Anil Karanjai (27 June 1940 – 18 March 2001) was an accomplished Indian artist. Born in East Bengal, he was educated in Benaras, where his family settled subsequent to the Partition of the Indian subcontinent in 1947. As a small child he had spent long hours playing with clay to make toys and arrows. He also began very early to draw animals and plants, or whatever inspired him. In 1956 he dropped out of school to become a full-time student at Bharatiya Kala Kendra, headed by Karnaman Singh, a master of the Bengal school and a Nepali by origin. This teacher encouraged Anil to experiment widely and to study the art of every culture. Anil remained here until 1960, exhibiting regularly and teaching other students. During the same period, he practised miniature painting at Bharat Kala Bhavan (Benaras Hindu University) under the eye of the last court painter to the Maharaja of Benaras. He also enrolled at Benaras Polytechnic to learn clay modelling and metal casting.
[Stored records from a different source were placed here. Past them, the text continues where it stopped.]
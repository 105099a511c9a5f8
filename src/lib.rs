//! Opsdrill · scripted terminal challenge engine and its host server.
//!
//! Engine (pure, synchronous):
//!   - `matcher`: normalized command comparison
//!   - `sequencer`: forward-only step cursor
//!   - `scoring`: equal-split and flat-plus-streak reward policies
//!   - `runner`: the Selecting -> Active -> Finished session state machine
//!
//! Host (axum + tokio): catalog, progress persistence, HTTP and WebSocket routes.

pub mod catalog;
pub mod config;
pub mod domain;
pub mod error;
pub mod matcher;
pub mod progress;
pub mod protocol;
pub mod routes;
pub mod runner;
pub mod scoring;
pub mod seeds;
pub mod sequencer;
pub mod state;
pub mod telemetry;
pub mod util;

pub use domain::{Category, Challenge, CommandCard, Difficulty, Step};
pub use error::{ConfigError, RunnerError, StoreError};
pub use runner::{ChallengeRunner, DrillRules, LogEntry, LogKind, Phase, SessionSummary, Variant, VariantKind, Verdict};
pub use scoring::{RewardPolicy, StreakBonus};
==The revolutionary 1960s==

Throughout the revolutionary 1960s, Anil was at the forefront of the Indian and international politico-cultural movement. In 1962, with Karunanidhan Mukhopadhyay, he co-founded United Artists. Their studio, named Devil's Workshop, attracted artists, writers, poets and musicians from across India and abroad. The group established the first art gallery of Benaras in a rundown teashop, Paradise Cafe, frequented by some of this vibrant city's most colourful characters. Anil and others of the group also at this time lived in a commune and exchanged ideas and experiences with "seekers" from many countries.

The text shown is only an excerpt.